Interestingly, PV basket cells form predominately perisomatic synapses enriched in 1 subunit-containing GABA_ARs [131], while other interneurons subtypes, as in particular chandelier cells, formed synapses enriched in 2-containing GABA_ARs [132].

The development of pharmacological agents showing specific-subunit sensitivity might, therefore, provide a strategic tool able to modulate the function of a particular class of interneurons and might be more effective in reducing postlesion cortical hyperexcitability without constraining cortical plasticity.

Since experience-dependent changes in synaptic plasticity likely contribute to the functional rewiring of cortical networks, a physical rehabilitation accompanying a pharmacological approach will remain essential.

Finally, the identification of an optimal therapeutical time window for pharmacological and rehabilitative interventions could also be extremely helpful.

In this regard, results from clinical studies indicate that pharmacological therapies following cortical injuries showed a moderate efficacy and only if administered very early after the lesion (few hours postlesion) [133]. This might be due to the fact that so far the largest effort has been dedicated in the development of a neuroprotective tool to prevent or reduce the secondary brain damage.

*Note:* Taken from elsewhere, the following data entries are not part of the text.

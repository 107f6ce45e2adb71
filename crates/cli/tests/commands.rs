// SPDX-License-Identifier: BUSL-1.1
// Copyright (c) 2026 Alfred Jean LLC

//! CLI integration tests for the informational commands (demos, config,
//! completions)

#![allow(clippy::unwrap_used)]
#![allow(clippy::expect_used)]
#![allow(deprecated)]

use assert_cmd::Command;
use predicates::prelude::*;
use std::io::Write;

fn tk() -> Command {
    Command::cargo_bin("tk").unwrap()
}

#[test]
fn test_help_lists_subcommands() {
    tk().arg("--help")
        .assert()
        .success()
        .stdout(predicate::str::contains("run"))
        .stdout(predicate::str::contains("demos"))
        .stdout(predicate::str::contains("config"))
        .stdout(predicate::str::contains("completions"));
}

#[test]
fn test_demos_lists_every_demo() {
    let assert = tk().arg("demos").assert().success();
    let stdout = String::from_utf8(assert.get_output().stdout.clone()).unwrap();

    for name in [
        "blink",
        "timer-blink",
        "tasks",
        "pwm",
        "adc",
        "handoff",
        "mutex",
        "queue",
    ] {
        assert!(
            stdout.lines().any(|l| l.starts_with(name)),
            "missing {}:\n{}",
            name,
            stdout
        );
    }
}

#[test]
fn test_demos_json_is_an_array() {
    let assert = tk().args(["demos", "--format", "json"]).assert().success();
    let json: serde_json::Value = serde_json::from_slice(&assert.get_output().stdout).unwrap();

    let demos = json.as_array().unwrap();
    assert_eq!(demos.len(), 8);
    assert_eq!(demos[0]["name"], "blink");
    assert!(!demos[0]["description"].as_str().unwrap().is_empty());
}

#[test]
fn test_config_defaults_as_toml() {
    tk().arg("config")
        .assert()
        .success()
        .stdout(predicate::str::contains("[queue]"))
        .stdout(predicate::str::contains("capacity = 20"))
        .stdout(predicate::str::contains("\"7s\""));
}

#[test]
fn test_config_json_reflects_file() {
    let mut file = tempfile::NamedTempFile::new().unwrap();
    writeln!(file, "[queue]\ncapacity = 5\n\n[pins]\nred = 4").unwrap();

    let assert = tk()
        .arg("--config")
        .arg(file.path())
        .args(["config", "--format", "json"])
        .assert()
        .success();
    let json: serde_json::Value = serde_json::from_slice(&assert.get_output().stdout).unwrap();

    assert_eq!(json["queue"]["capacity"], 5);
    assert_eq!(json["pins"]["red"], 4);
    assert_eq!(json["pins"]["green"], 25);
}

#[test]
fn test_invalid_config_fails_with_suggestions() {
    let mut file = tempfile::NamedTempFile::new().unwrap();
    writeln!(file, "[queue]\ncapacity = 0").unwrap();

    tk().arg("--config")
        .arg(file.path())
        .arg("config")
        .assert()
        .failure()
        .stderr(predicate::str::contains("queue.capacity"))
        .stderr(predicate::str::contains("suggestions:"));
}

#[test]
fn test_missing_config_file_fails() {
    tk().args(["--config", "/nonexistent/tk.toml", "demos"])
        .assert()
        .failure()
        .stderr(predicate::str::contains("/nonexistent/tk.toml"));
}

#[test]
fn test_completions_bash() {
    tk().args(["completions", "bash"])
        .assert()
        .success()
        .stdout(predicate::str::contains("_tk"));
}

Now, it seems that the attention is shifting toward the development of a therapy aiming to amplify endogenous mechanisms of repair [134]. This might produce better functional outcomes and could offer a prolonged temporal window of intervention potentially extending into the subacute and chronic phase postlesion.

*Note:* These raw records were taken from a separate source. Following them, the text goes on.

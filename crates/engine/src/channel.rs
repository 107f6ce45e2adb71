// SPDX-License-Identifier: BUSL-1.1
// Copyright (c) 2026 Alfred Jean LLC

//! Bounded FIFO channel with timeout-bounded send and receive

use crate::events::log_events;
use crate::wait::{deadline_after, wait_for};
use std::sync::{Arc, Mutex};
use std::time::Duration;
use thiserror::Error;
use tk_core::{ChannelBuffer, ChannelError, ChannelInput, Message, SyncEvent};
use tokio::sync::Notify;

/// A send that found the channel full for its whole timeout.
/// The message is dropped.
#[derive(Debug, Error, PartialEq, Eq)]
pub enum SendError {
    #[error("channel {channel} full (capacity {capacity}), dropped {message}")]
    Full {
        channel: String,
        message: Message,
        capacity: usize,
    },
}

/// A receive that found the channel empty for its whole timeout
#[derive(Debug, Error, PartialEq, Eq)]
pub enum RecvError {
    #[error("channel {channel} empty")]
    Empty { channel: String },
}

struct ChannelInner {
    buffer: Mutex<ChannelBuffer>,
    not_full: Notify,
    not_empty: Notify,
}

/// Fixed-capacity FIFO of integer messages shared by handle
#[derive(Clone)]
pub struct BoundedChannel {
    inner: Arc<ChannelInner>,
}

impl BoundedChannel {
    /// Create an empty channel; a capacity of zero is rejected
    pub fn new(name: impl Into<String>, capacity: usize) -> Result<Self, ChannelError> {
        let buffer = ChannelBuffer::new(name, capacity)?;
        Ok(Self {
            inner: Arc::new(ChannelInner {
                buffer: Mutex::new(buffer),
                not_full: Notify::new(),
                not_empty: Notify::new(),
            }),
        })
    }

    pub fn name(&self) -> String {
        self.lock().name.clone()
    }

    pub fn len(&self) -> usize {
        self.lock().len()
    }

    pub fn is_empty(&self) -> bool {
        self.lock().is_empty()
    }

    pub fn capacity(&self) -> usize {
        self.lock().capacity()
    }

    /// Buffered messages in delivery order
    pub fn snapshot(&self) -> Vec<Message> {
        self.lock().messages()
    }

    /// Wait up to `timeout` for room, then append `message`
    pub async fn send(&self, message: Message, timeout: Duration) -> Result<(), SendError> {
        let sent = wait_for(&self.inner.not_full, deadline_after(timeout), || {
            self.apply(ChannelInput::Send { message })
                .iter()
                .any(|e| matches!(e, SyncEvent::MessageSent { .. }))
                .then_some(())
        })
        .await;

        match sent {
            Some(()) => {
                self.inner.not_empty.notify_waiters();
                Ok(())
            }
            None => {
                let buffer = self.lock();
                Err(SendError::Full {
                    channel: buffer.name.clone(),
                    message,
                    capacity: buffer.capacity(),
                })
            }
        }
    }

    /// Wait up to `timeout` for a message, then remove and return the head
    pub async fn receive(&self, timeout: Duration) -> Result<Message, RecvError> {
        let received = wait_for(&self.inner.not_empty, deadline_after(timeout), || {
            self.apply(ChannelInput::Receive)
                .iter()
                .find_map(SyncEvent::received)
        })
        .await;

        match received {
            Some(message) => {
                self.inner.not_full.notify_waiters();
                Ok(message)
            }
            None => Err(RecvError::Empty {
                channel: self.name(),
            }),
        }
    }

    fn apply(&self, input: ChannelInput) -> Vec<SyncEvent> {
        let mut buffer = self.lock();
        let (next, events) = buffer.transition(input);
        *buffer = next;
        drop(buffer);

        log_events(&events);
        events
    }

    fn lock(&self) -> std::sync::MutexGuard<'_, ChannelBuffer> {
        self.inner.buffer.lock().unwrap_or_else(|e| e.into_inner())
    }
}

impl std::fmt::Debug for BoundedChannel {
    fn fmt(&self, f: &mut std::fmt::Formatter<'_>) -> std::fmt::Result {
        let buffer = self.lock();
        f.debug_struct("BoundedChannel")
            .field("name", &buffer.name)
            .field("capacity", &buffer.capacity())
            .field("messages", &buffer.messages())
            .finish()
    }
}

#[cfg(test)]
#[path = "channel_tests.rs"]
mod tests;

As extensively described in this paper this time window postlesion seems to be characterized by a profound alterations in the GABAergic transmission which might strongly influence cellular mechanism of neuroplasticity. A therapeutical approach able to precisely target the GABAergic signaling involved in the modulation of neuronal plastic processes may, therefore, constitute a powerful instrument to improve the rehabilitation of patients suffering from traumatic brain injuries and stroke.